Gazbia Sirry – Gazbiyyiah
By fatenn mostafa-kanafani

Egyptian painter Gazbia Sirry is one of the most influential figures of twentieth-century modern Arab art and a leading figure in the Egyptian modernist movement. Her celebrated career and international recognition climaxed with the recent acquisition of her painting, The Fortune Teller (Kare’at al-Kaf, 1959), by the Museum of Modern Art in New York, making her the first Egyptian female artist in the museum’s permanent collection.

Gazbia Sirry was born into the Egyptian aristocracy in 1925 and recently passed away at the age of 96 in November 2021. Her studies at the Higher Institute of Fine Arts for Women Teachers in Cairo (Institut Supérieur des beaux-arts pour Jeunes filles, 1948) were followed by a teaching diploma that paved the way for a three-decade-long teaching career at the Faculty of Art Education. To protect her independence, she rebelled against the increasingly conservative apparatus and resigned in 1981.
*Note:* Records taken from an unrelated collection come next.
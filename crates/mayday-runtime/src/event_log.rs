//! Append-only log of received alert events
//!
//! Every received EMERGENCY/ACK/CLEAR lands here as one JSON line for
//! post-incident analysis. The engine only ever writes; nothing reads the
//! log back. A write failure disables the log for the rest of the run
//! instead of degrading the dispatch path.

use std::fs::{File, OpenOptions};
use std::io::{BufWriter, Write};
use std::path::{Path, PathBuf};

use serde::Serialize;
use tracing::warn;

use mayday_core::types::{EmergencyId, NodeId, Timestamp};

// ----------------------------------------------------------------------------
// Event Record
// ----------------------------------------------------------------------------

/// One received alert event
#[derive(Debug, Serialize)]
pub struct EventRecord {
    pub at: Timestamp,
    pub kind: &'static str,
    pub emergency_id: EmergencyId,
    pub originator: NodeId,
}

// ----------------------------------------------------------------------------
// Event Log
// ----------------------------------------------------------------------------

/// Write-only JSON-lines event log
#[derive(Debug)]
pub struct EventLog {
    path: PathBuf,
    writer: Option<BufWriter<File>>,
}

impl EventLog {
    /// Open the log for appending, creating parent directories as needed
    pub fn open(path: &Path) -> std::io::Result<Self> {
        if let Some(dir) = path.parent() {
            if !dir.as_os_str().is_empty() {
                std::fs::create_dir_all(dir)?;
            }
        }
        let file = OpenOptions::new().create(true).append(true).open(path)?;
        Ok(Self {
            path: path.to_path_buf(),
            writer: Some(BufWriter::new(file)),
        })
    }

    /// Append one record; on failure the log disables itself
    pub fn append(&mut self, record: &EventRecord) {
        let Some(writer) = self.writer.as_mut() else {
            return;
        };

        let result = serde_json::to_writer(&mut *writer, record)
            .map_err(std::io::Error::from)
            .and_then(|_| writer.write_all(b"\n"))
            .and_then(|_| writer.flush());

        if let Err(e) = result {
            warn!(path = %self.path.display(), "event log write failed, disabling log: {e}");
            self.writer = None;
        }
    }
}

// ----------------------------------------------------------------------------
// Tests
// ----------------------------------------------------------------------------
In 1951, Gazbia Sirry traveled to Paris and joined the studio of the French painter Marcel Gromaire (1892-1971), known for his choice of social subjects. A year later, in 1952, she moved to Rome to study at the Egyptian Royal Academy of Fine Arts in Rome. Finally, in 1953, she was awarded a government scholarship and joined the Slade in London (1955), befriending the modern Sudanese painter Ibrahim El-Salahi, who was also completing his degree. When she returned to Egypt, Sirry rose to prominence through her unflinching depictions of daily life and its attendant socio-politics with a particular devotion to patriarchy, gender equality, and independence. Her work evolved through several distinct phases during her seven-decade-long career. Never a purely aesthetic question; the search for the essence of the Egyptian identity was Sirry’s maelstrom. She used it to create a singular cross-stylistic signature to evoke political activism: universal in scope and of the most sophisticated kind. Unwavering in her commitment to the nationalist discourse and gender politics, she dedicated the first part of her career to drawing attention to the socio-political conditions of the Egyptian working class. She pioneered a movement of eclectic social realism with a punch in the process.
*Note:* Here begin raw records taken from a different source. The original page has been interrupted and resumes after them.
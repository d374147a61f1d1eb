//! Interactive command loop
//!
//! Reads commands from stdin, forwards them to the engine, and prints
//! asynchronous notifications (incoming emergencies, acknowledgements,
//! proximity alerts) as they arrive.

use tokio::io::{AsyncBufReadExt, BufReader};

use mayday_core::channel::AppEventReceiver;
use mayday_core::{AppEvent, MaydayError, StatusSnapshot};
use mayday_runtime::EngineHandle;

use crate::error::Result;

// ----------------------------------------------------------------------------
// Command Parsing
// ----------------------------------------------------------------------------

/// One line of user input, parsed
#[derive(Debug, Clone, PartialEq, Eq)]
pub enum ReplCommand {
    Start(Option<String>),
    Stop,
    Clear,
    Status,
    Help,
    Quit,
}

/// Parse one input line; None for blank lines and unknown commands
pub fn parse_command(line: &str) -> Option<ReplCommand> {
    let line = line.trim();
    let (word, rest) = match line.split_once(char::is_whitespace) {
        Some((word, rest)) => (word, rest.trim()),
        None => (line, ""),
    };

    match word.to_lowercase().as_str() {
        "start" => Some(ReplCommand::Start(if rest.is_empty() {
            None
        } else {
            Some(rest.to_string())
        })),
        "stop" => Some(ReplCommand::Stop),
        "clear" => Some(ReplCommand::Clear),
        "status" => Some(ReplCommand::Status),
        "help" => Some(ReplCommand::Help),
        "quit" | "exit" => Some(ReplCommand::Quit),
        _ => None,
    }
}

// ----------------------------------------------------------------------------
// Command Loop
// ----------------------------------------------------------------------------

/// Run the interactive loop until quit, EOF, or Ctrl-C
pub async fn run(handle: &EngineHandle, mut app_events: AppEventReceiver) -> Result<()> {
    println!("Mayday emergency beacon. Type 'help' for commands.");

    let mut lines = BufReader::new(tokio::io::stdin()).lines();

    loop {
        tokio::select! {
            line = lines.next_line() => {
                match line {
                    Ok(Some(line)) => {
                        if !dispatch(handle, &line).await? {
                            break;
                        }
                    }
                    Ok(None) => break, // EOF
                    Err(e) => {
                        eprintln!("stdin error: {e}");
                        break;
                    }
                }
            }
            event = app_events.recv() => {
                match event {
                    Some(event) => print_app_event(&event),
                    None => break, // engine gone
                }
            }
            _ = tokio::signal::ctrl_c() => {
                println!();
                break;
            }
        }
    }

    Ok(())
}

/// Execute one command; returns false when the loop should end
async fn dispatch(handle: &EngineHandle, line: &str) -> Result<bool> {
    let Some(command) = parse_command(line) else {
        if !line.trim().is_empty() {
            println!("Unknown command: '{}'. Type 'help' for options.", line.trim());
        }
        return Ok(true);
    };

    match command {
        ReplCommand::Start(message) => {
            let id = handle.start(message, None).await?;
            println!("Emergency broadcast started (id {id}).");
        }
        ReplCommand::Stop => match handle.stop().await {
            Ok(()) => println!("Emergency broadcast stopped. All-clear sent."),
            Err(MaydayError::InvalidCommand(e)) => println!("{e}."),
            Err(e) => return Err(e.into()),
        },
        ReplCommand::Clear => match handle.clear().await {
            Ok(()) => println!("All-clear re-sent."),
            Err(MaydayError::InvalidCommand(e)) => println!("{e}."),
            Err(e) => return Err(e.into()),
        },
        ReplCommand::Status => {
            print_status(&handle.status().await?);
        }
        ReplCommand::Help => print_help(),
        ReplCommand::Quit => return Ok(false),
    }

    Ok(true)
}

// ----------------------------------------------------------------------------
// Output Formatting
// ----------------------------------------------------------------------------

fn print_help() {
    println!("Available commands:");
    println!("  start [message]  - start broadcasting an emergency");
    println!("  stop             - stop broadcasting and send all-clear");
    println!("  clear            - re-send the all-clear for the last emergency");
    println!("  status           - show session, acknowledgements, and alerts");
    println!("  help             - show this help");
    println!("  quit             - exit (stops any active broadcast)");
}

fn print_status(status: &StatusSnapshot) {
    println!("--- Status ---");
    println!("  Session active:  {}", status.session_active);
    match status.emergency_id {
        Some(id) => println!("  Emergency id:    {id}"),
        None => println!("  Emergency id:    (none)"),
    }
    println!("  Broadcasts sent: {}", status.sent_count);

    if status.acknowledged_by.is_empty() {
        println!("  Acknowledged by: (none)");
    } else {
        let nodes: Vec<String> = status
            .acknowledged_by
            .iter()
            .map(|n| n.to_string())
            .collect();
        println!("  Acknowledged by: {}", nodes.join(", "));
    }

    if status.incoming_alerts.is_empty() {
        println!("  Incoming alerts: (none)");
    } else {
        println!("  Incoming alerts:");
        for alert in &status.incoming_alerts {
            println!("    - from {} ({})", alert.originator, alert.emergency_id);
            println!("      message: '{}'", alert.message);
            match alert.location {
                Some(loc) => println!(
                    "      position: {:.5}, {:.5}",
                    loc.latitude, loc.longitude
                ),
                None => println!("      position: unknown"),
            }
            match alert.battery {
                Some(pct) => println!("      battery: {pct}%"),
                None => println!("      battery: unknown"),
            }
        }
    }
    println!("--------------");
}

fn print_app_event(event: &AppEvent) {
    match event {
        AppEvent::EmergencyReceived { alert } => {
            println!(
                "*** EMERGENCY from {}: '{}' ***",
                alert.originator, alert.message
            );
        }
        AppEvent::AlertCleared { from, emergency_id } => {
            println!("--- all-clear from {from} for {emergency_id} ---");
        }
        AppEvent::AckReceived { from, .. } => {
            println!("Acknowledgement received from {from}.");
        }
        AppEvent::ProximityAlert { node, distance_m } => {
            println!("*** PROXIMITY: {node} is {distance_m:.0} m away ***");
        }
        AppEvent::LinkStatusChanged { up } => {
            println!("[link {}]", if *up { "up" } else { "down" });
        }
        AppEvent::BroadcastSent { .. } => {}
    }
}

// ----------------------------------------------------------------------------
// Tests
// ----------------------------------------------------------------------------

#[cfg(test)]
mod tests {
    use super::*;

    #[test]
    fn test_parse_commands() {
        assert_eq!(parse_command("start"), Some(ReplCommand::Start(None)));
        assert_eq!(
            parse_command("start need medical assistance"),
            Some(ReplCommand::Start(Some("need medical assistance".into())))
        );
        assert_eq!(parse_command("STOP"), Some(ReplCommand::Stop));
        assert_eq!(parse_command("  status  "), Some(ReplCommand::Status));
        assert_eq!(parse_command("exit"), Some(ReplCommand::Quit));
        assert_eq!(parse_command("quit"), Some(ReplCommand::Quit));
        assert_eq!(parse_command("frobnicate"), None);
        assert_eq!(parse_command(""), None);
    }
}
Since bursting into the art scene, Gazbia Sirry refused to fit into mainstream art. Instead, she began her career by providing snapshots of daily life and painting the pulse of urban and rural Egypt. Mixing her multi-layered heritage of ancient Egyptian art with Mexican mural art and hints of surrealism, Sirry gave life to her own Expressionist realism. The contradiction in scale between her figures and the different scenes in which they appear gives a feeling of calculated modernism and authoritative primitivism. She rebelled against the third dimension in extension to a heritage of ancient Egyptian and Oriental arts and infused surrealistic elements in a somehow child-like manner. In Palm Tree (1955), a man in a traditional white peasant galabia leans on an upside-down palm tree; both hands intertwined, forming one earthy-brown block in the shape of a cross. Sirry’s choice of colors and the mixing of vertical and horizontal structures are rich in symbolism and allude to a Coptic Christian scene. Is it a priest? Maybe Jesus? Subtle during the first stage of her career, the surrealist approach will be particularly prominent in the later Houses series that she began in the early 1970s.
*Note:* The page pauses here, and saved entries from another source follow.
//! Configuration for the Mayday engine
//!
//! The engine reads its configuration once at startup. A missing config file
//! is seeded with defaults and startup proceeds; a present but invalid file
//! is fatal to startup (and only to startup; nothing here can take down a
//! running engine).

use std::path::{Path, PathBuf};
use std::time::Duration;

use serde::{Deserialize, Serialize};

use crate::{MaydayError, Result};

/// Highest port number participants may share (the radio's application range)
pub const MAX_PORT: u16 = 511;

// ----------------------------------------------------------------------------
// Engine Configuration
// ----------------------------------------------------------------------------

/// Configuration surface of the engine, read-only once loaded
#[derive(Debug, Clone, Serialize, Deserialize)]
#[serde(default)]
pub struct MaydayConfig {
    /// Broadcast cadence in seconds (> 0)
    pub interval_secs: u64,
    /// Numeric channel shared by every participant (0–511)
    pub port: u16,
    /// Message text used when `start` is issued without one (non-empty)
    pub default_message: String,
    /// Proximity alert radius in meters (0 disables the monitor)
    pub alert_radius_m: u32,
    /// Seconds before an acknowledgement is considered stale (> 0)
    pub ack_timeout_secs: u64,
    /// Start broadcasting with the default message as soon as the engine is up
    pub auto_start: bool,
    /// Optional path for the append-only received-event log
    pub event_log: Option<PathBuf>,
}

impl Default for MaydayConfig {
    fn default() -> Self {
        Self {
            interval_secs: 60,
            port: 256,
            default_message: "SOS! Emergency situation detected.".into(),
            alert_radius_m: 1000,
            ack_timeout_secs: 300,
            auto_start: false,
            event_log: None,
        }
    }
}

impl MaydayConfig {
    /// Create configuration with default values
    pub fn new() -> Self {
        Self::default()
    }

    /// Create configuration optimized for testing (short cadences)
    pub fn testing() -> Self {
        Self {
            interval_secs: 1,
            port: 256,
            default_message: "test emergency".into(),
            alert_radius_m: 500,
            ack_timeout_secs: 5,
            auto_start: false,
            event_log: None,
        }
    }

    /// Validate the configuration; errors here are fatal to startup
    pub fn validate(&self) -> Result<()> {
        if self.interval_secs == 0 {
            return Err(MaydayError::config_error(
                "interval_secs must be a positive integer",
            ));
        }
        if self.port > MAX_PORT {
            return Err(MaydayError::config_error(format!(
                "port must be between 0 and {MAX_PORT} (inclusive)"
            )));
        }
        if self.default_message.is_empty() {
            return Err(MaydayError::config_error(
                "default_message cannot be empty",
            ));
        }
        if self.ack_timeout_secs == 0 {
            return Err(MaydayError::config_error(
                "ack_timeout_secs must be a positive integer",
            ));
        }
        Ok(())
    }

    /// Load configuration from a JSON file, creating the file with defaults
    /// if it does not exist yet
    pub fn load_or_init(path: &Path) -> Result<Self> {
        if !path.exists() {
            tracing::info!("configuration file not found, creating {} with defaults", path.display());
            let config = Self::default();
            if let Some(dir) = path.parent() {
                if !dir.as_os_str().is_empty() {
                    std::fs::create_dir_all(dir)?;
                }
            }
            let body = serde_json::to_string_pretty(&config)
                .map_err(|e| MaydayError::config_error(e.to_string()))?;
            std::fs::write(path, body)?;
            return Ok(config);
        }

        let body = std::fs::read_to_string(path)?;
        let config: Self = serde_json::from_str(&body).map_err(|e| {
            MaydayError::config_error(format!("{}: {e}", path.display()))
        })?;
        config.validate()?;
        Ok(config)
    }

    // ------------------------------------------------------------------------
    // Derived durations
    // ------------------------------------------------------------------------

    /// Broadcast cadence
    pub fn interval(&self) -> Duration {
        Duration::from_secs(self.interval_secs)
    }

    /// Staleness threshold for acknowledgements
    pub fn ack_timeout(&self) -> Duration {
        Duration::from_secs(self.ack_timeout_secs)
    }

    /// Retention window for incoming alerts still marked active
    pub fn alert_retention(&self) -> Duration {
        Duration::from_secs((self.ack_timeout_secs * 3).max(600))
    }

    /// Grace window for incoming alerts their originator already cleared
    pub fn cleared_grace(&self) -> Duration {
        self.ack_timeout()
    }

    /// Cadence of the housekeeping sweep, independent of the broadcast cadence
    pub fn sweep_interval(&self) -> Duration {
        Duration::from_secs((self.ack_timeout_secs / 2).max(30))
    }
}

// ----------------------------------------------------------------------------
// Channel Configuration
// ----------------------------------------------------------------------------

/// Buffer sizes for the channels between tasks
#[derive(Debug, Clone, Serialize, Deserialize)]
pub struct ChannelConfig {
    /// Buffer size for command channels (shell → engine)
    pub command_buffer_size: usize,
    /// Buffer size for event channels (transport → engine)
    pub event_buffer_size: usize,
    /// Buffer size for effect channels (engine → transport)
    pub effect_buffer_size: usize,
    /// Buffer size for app-event channels (engine → shell)
    pub app_event_buffer_size: usize,
}

impl Default for ChannelConfig {
    fn default() -> Self {
        Self {
            command_buffer_size: 32,   // commands are infrequent
            event_buffer_size: 128,    // inbound packets can be bursty
            effect_buffer_size: 64,    // effects are executed quickly
            app_event_buffer_size: 64, // shell notifications
        }
    }
}

// ----------------------------------------------------------------------------
// Tests
// ----------------------------------------------------------------------------

#[cfg(test)]
mod tests {
    use super::*;

    #[test]
    fn test_default_config_is_valid() {
        assert!(MaydayConfig::default().validate().is_ok());
        assert!(MaydayConfig::testing().validate().is_ok());
    }

    #[test]
    fn test_out_of_range_values_are_rejected() {
        let mut config = MaydayConfig::default();
        config.interval_secs = 0;
        assert!(config.validate().is_err());

        let mut config = MaydayConfig::default();
        config.port = MAX_PORT + 1;
        assert!(config.validate().is_err());

        let mut config = MaydayConfig::default();
        config.default_message = String::new();
        assert!(config.validate().is_err());

        let mut config = MaydayConfig::default();
        config.ack_timeout_secs = 0;
        assert!(config.validate().is_err());
    }

    #[test]
    fn test_missing_keys_take_defaults() {
        let config: MaydayConfig = serde_json::from_str(r#"{"port": 300}"#).unwrap();
        assert_eq!(config.port, 300);
        assert_eq!(config.interval_secs, MaydayConfig::default().interval_secs);
    }

    #[test]
    fn test_derived_durations() {
        let config = MaydayConfig::default();
        assert_eq!(config.interval(), Duration::from_secs(60));
        // 3 × 300 s ack timeout, already above the 600 s floor
        assert_eq!(config.alert_retention(), Duration::from_secs(900));
        assert_eq!(config.sweep_interval(), Duration::from_secs(150));

        let config = MaydayConfig::testing();
        // Short ack timeout hits both floors
        assert_eq!(config.alert_retention(), Duration::from_secs(600));
        assert_eq!(config.sweep_interval(), Duration::from_secs(30));
    }

    #[test]
    fn test_load_or_init_seeds_missing_file() {
        let dir = std::env::temp_dir().join(format!("mayday-config-{}", std::process::id()));
        let path = dir.join("mayday.json");
        let _ = std::fs::remove_dir_all(&dir);

        let config = MaydayConfig::load_or_init(&path).unwrap();
        assert_eq!(config.port, MaydayConfig::default().port);
        assert!(path.exists());

        // Second load reads the seeded file back
        let reloaded = MaydayConfig::load_or_init(&path).unwrap();
        assert_eq!(reloaded.port, config.port);

        let _ = std::fs::remove_dir_all(&dir);
    }

    #[test]
    fn test_load_rejects_invalid_file() {
        let dir = std::env::temp_dir().join(format!("mayday-badconfig-{}", std::process::id()));
        std::fs::create_dir_all(&dir).unwrap();
        let path = dir.join("mayday.json");

        std::fs::write(&path, r#"{"interval_secs": 0}"#).unwrap();
        assert!(MaydayConfig::load_or_init(&path).is_err());

        std::fs::write(&path, "not json").unwrap();
        assert!(MaydayConfig::load_or_init(&path).is_err());

        let _ = std::fs::remove_dir_all(&dir);
    }
}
After the Six-Day War in 1967 and studies in the USA, Gazbia Sirry offered a multi-faceted narrative in which expressionism, symbolism, and abstraction blended. In search of the essence of the human condition, her paintings became non-representational patches of colors, with little to no traces of figures revealing Sirry’s confidence in the goodness of humankind and the importance of freedom. In her final phase, Sirry expressed life’s futility without ever ceding from its strength.
“Oozing with energy,” the petite dame moved from one stage to the other but remained consistent in her existential concern led by an act of unfailing courage, making her ‘the sincerest artist on the banks of the Nile.” A trailblazer in thought, art, and actions, Sirry was highly independent. Never standing still and unlike most of her contemporaries who were loyal to one school of thought, she never shied away from radical transformation. With little warning, she moved away from figurative to expressionistic to abstraction, always allowing space for social commentary. Playful and spontaneous, even during the direst times, she had the urge to step in, make a statement, then move on. “I see humanity everywhere.”

In the end, Gazbia gave the germ of a new identity that made no explicit distinction between seeing and militancy. As she fluidly moved between styles chronicling ordinary life and releasing social rage, the prolific artist with a record of 80-plus one-woman shows across continents concluded by giving glimpses of what words do not say. Thriving for authenticity, her iconography may well be a silent nod to her extraordinary farsightedness as she foresaw the urgency to convey the importance of a collective sense of a shared fate. Driven by a sense of obligation, Gazbia Sirry became the spokesperson of an entire nation. If Mahmoud Saïd is considered the father figure of Egyptian modernism, Gazbia Sirry is the mother.